Solder side pic sent to your email! Thanks!
On Dec 16, 2015 2:22 AM, "Brent Hilpert" <hilpert at cs.ubc.ca> wrote:
On 2015-Dec-14, at 2:02 PM, Mike Ross wrote:
- intention was to rip all this out and convert it to a full I/O
serial terminal, using an Arduino-based setup that Lawrence Wilkinson
has already built and tested:
https://www.flickr.com/photos/ljw/sets/72157632841492802/with/9201494189/
- all the keyboard contacts are already in there,
Western I/O just cut
the IBM wires off when they ripped the IBM guts out and converted it
printer-only. I'd like to figure out the interface that's presently in
it, just to check out the mechanism, and for that 'ah ha!' moment :)
- but I don't want to spend any significant time on it if I'm just
going to rip it all out.
- but, although the Western I/O conversion 'butchered' a perfectly
good IBM 2970, it IS a rare representative of that era, when all kinds
of Selectric conversions were commonplace. So perhaps, as a nod to
that era, it should be left as-is, as a preserved example? What say
people? I've seen posts on old lists where people have referred to
buying these back in the day - converted Selectrics I mean - and
seeing 'mountains' of them in warehouses. They were once common. Where
have they all gone? Is mine the *only* survivor from those mountains
of 3rd-party backstreet conversions? Does anyone else have any?
I've just spent a few hundred bucks with one of the few mechanical
Selectric gurus left standing - a local guy here in NZ who did an
amazing job, several broken and seized bits fixed, the mechanism is
now like new and works perfectly in typewriter mode - so it's going to
end up working, one way or another!
Well, I vote for doing a little more work to get it working as is.

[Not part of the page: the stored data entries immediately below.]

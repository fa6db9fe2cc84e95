// Module declarations
mod batch;
mod card;
mod cli;
mod config;
mod config_file;
mod gemini;
mod identify;
mod prompt;
mod reference;
mod report;
mod scan;
mod util;

// Re-export module items at crate root so cross-module references stay short.
#[allow(unused_imports)]
pub(crate) use batch::*;
#[allow(unused_imports)]
pub(crate) use card::*;
#[allow(unused_imports)]
pub(crate) use cli::*;
#[allow(unused_imports)]
pub(crate) use config::*;
#[allow(unused_imports)]
pub(crate) use config_file::*;
#[allow(unused_imports)]
pub(crate) use gemini::*;
#[allow(unused_imports)]
pub(crate) use identify::*;
#[allow(unused_imports)]
pub(crate) use prompt::*;
#[allow(unused_imports)]
pub(crate) use reference::*;
#[allow(unused_imports)]
pub(crate) use report::*;
#[allow(unused_imports)]
pub(crate) use scan::*;
#[allow(unused_imports)]
pub(crate) use util::*;

use std::path::Path;
use std::thread;

use clap::Parser;
use tracing_subscriber::EnvFilter;

fn init_tracing() {
    let filter = EnvFilter::try_from_env("CARDSCAN_LOG")
        .unwrap_or_else(|_| EnvFilter::new("cardscan=info"));
    tracing_subscriber::fmt()
        .with_env_filter(filter)
        .with_writer(std::io::stderr)
        .with_target(false)
        .init();
}

fn resolve_settings(cli: &Cli) -> RunSettings {
    let file = load_file_config(&config_file_path(cli.config.as_deref()));
    match RunSettings::resolve(&cli.command.overrides(), &file, env_optional) {
        Ok(settings) => settings,
        Err(err) => {
            eprintln!("Configuration error: {err}");
            std::process::exit(2);
        }
    }
}

fn api_key_or_exit() -> String {
    match require_api_key(env_optional) {
        Ok(key) => key,
        Err(err) => {
            eprintln!("Configuration error: {err}. Set {API_KEY_VAR} in the environment.");
            std::process::exit(2);
        }
    }
}

fn load_examples(dir: &Path) -> Vec<ExamplePair> {
    let scan = load_example_pairs(dir);
    if scan.is_missing() {
        tracing::warn!(dir = %dir.display(), "examples directory not found; continuing without reference examples");
    }
    scan.into_vec()
}

fn print_retry(prefix: &str, notice: RetryNotice) {
    eprintln!(
        "{prefix} retry {}/{} in {}s",
        notice.attempt,
        notice.max_retries,
        notice.delay.as_secs()
    );
}

fn run_scan(settings: &RunSettings, json: bool) -> Result<(), Box<dyn std::error::Error>> {
    let client = GeminiClient::new(settings.gemini_settings(api_key_or_exit()));
    let examples = load_examples(&settings.examples_dir);

    let discovered = discover_images(&settings.input_dir);
    if discovered.items().is_empty() {
        let note = if discovered.is_missing() {
            " (directory not found)"
        } else {
            ""
        };
        println!(
            "No card images found in {}{note}",
            settings.input_dir.display()
        );
        return Ok(());
    }
    let images = discovered.into_vec();
    let total = images.len();
    tracing::info!(
        images = total,
        examples = examples.len(),
        model = %settings.model,
        "starting batch"
    );

    let identifier = Identifier::new(&client, &examples);
    let results = run_batch(&images, settings.pacing, thread::sleep, |index, path| {
        let prefix = format!("[{}/{}] {}", index + 1, total, file_name_of(path));
        eprintln!("{prefix}");
        let mut notify = |notice: RetryNotice| print_retry(&prefix, notice);
        Ok(identifier.identify_detailed(path, settings.max_retries, Some(&mut notify)))
    });

    let summary = summarize(&results);
    tracing::info!(
        identified = summary.identified,
        failed = summary.failed,
        "batch finished"
    );
    if json {
        let source = settings.input_dir.display().to_string();
        println!("{}", serde_json::to_string_pretty(&json_report(&source, &results))?);
    } else {
        println!("{}", summary_line(&summary));
        println!("{}", render_table(&results));
    }
    Ok(())
}

fn run_identify(
    settings: &RunSettings,
    image: &Path,
    json: bool,
) -> Result<bool, Box<dyn std::error::Error>> {
    let client = GeminiClient::new(settings.gemini_settings(api_key_or_exit()));
    let examples = load_examples(&settings.examples_dir);
    let identifier = Identifier::new(&client, &examples);

    let file_name = file_name_of(image);
    let mut notify = |notice: RetryNotice| print_retry(&file_name, notice);
    let result = identifier
        .identify_detailed(image, settings.max_retries, Some(&mut notify))
        .into_result(file_name.clone());
    let identified = result.outcome.card().is_some();
    if json {
        println!("{}", serde_json::to_string_pretty(&result)?);
    } else {
        println!("{}", render_table(std::slice::from_ref(&result)));
    }
    Ok(identified)
}

fn run_examples(settings: &RunSettings, json: bool) -> Result<(), Box<dyn std::error::Error>> {
    let scan = load_example_pairs(&settings.examples_dir);
    if scan.is_missing() {
        println!(
            "Examples directory not found: {}",
            settings.examples_dir.display()
        );
        return Ok(());
    }
    let pairs = scan.into_vec();
    if json {
        let listing: Vec<serde_json::Value> = pairs
            .iter()
            .map(|pair| {
                serde_json::json!({
                    "name": pair.name,
                    "image": pair.image_path.display().to_string(),
                    "card": pair.card,
                })
            })
            .collect();
        println!("{}", serde_json::to_string_pretty(&listing)?);
        return Ok(());
    }
    println!(
        "{} example(s) in {}",
        pairs.len(),
        settings.examples_dir.display()
    );
    for pair in &pairs {
        println!(
            "  {} -> {} ({}, {})",
            file_name_of(&pair.image_path),
            pair.card.card_name,
            pair.card.set_code,
            pair.card.rarity
        );
    }
    Ok(())
}

fn main() -> Result<(), Box<dyn std::error::Error>> {
    init_tracing();
    let cli = Cli::parse();
    let settings = resolve_settings(&cli);

    match &cli.command {
        Command::Scan { json, .. } => run_scan(&settings, *json),
        Command::Identify { image, json, .. } => {
            if !run_identify(&settings, image, *json)? {
                std::process::exit(1);
            }
            Ok(())
        }
        Command::Examples { json, .. } => run_examples(&settings, *json),
    }
}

If it's all there, it 'should' work as intended and really doesn't look
to
be very complex.
Chances look good it will be adaptable to a centronics port.

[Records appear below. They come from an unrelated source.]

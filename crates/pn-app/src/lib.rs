//! pn-app: project file, logging and pipeline stages over the pn-* crates.
//!
//! Front ends (the CLI, a background worker) go through [`PipelineContext`]
//! so every stage reads its inputs from one [`ProjectConfig`].

pub mod config;
pub mod error;
pub mod logging;
pub mod worker;
pub mod workflow;

pub use config::{
    CasesSection, EngineSection, MatrixLayout, PopulateSection, ProjectConfig, SimulationSection,
    TopologySection, WorkbookSection, load_config, save_config,
};
pub use error::{AppError, AppResult};
pub use logging::init_logging;
pub use worker::{PipelineJob, PipelineWorker, WorkerMessage};
pub use workflow::{PipelineContext, PopulateOutcome};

Pin 9-11 & 21-24 connect to the pull-up resistors and head in the the
direction of the 7475 DFFs - that's likely the 7 data bits.
Traces from the DFFs look like they then head to the proms which are
likely 3 * 256*4.
That leaves 13,17,19 for some combination of control signals such as
print-strobe-in, ready-out, fault-out.
I notice there is an MC14490 hex contact debouncer there. You say this is
not a keyboard-send conversion, so I'd guess those debouncers may be
picking up mechanical contacts that indicate end-of-operation, to produce a
ready signal.
If reverse engineering really isn't your shtick, send along
reasonable-resolution photos of both sides of the board and I'll work on a
schematic.
Could do it with the photos you provided earlier except the solder-side
photo isn't complete.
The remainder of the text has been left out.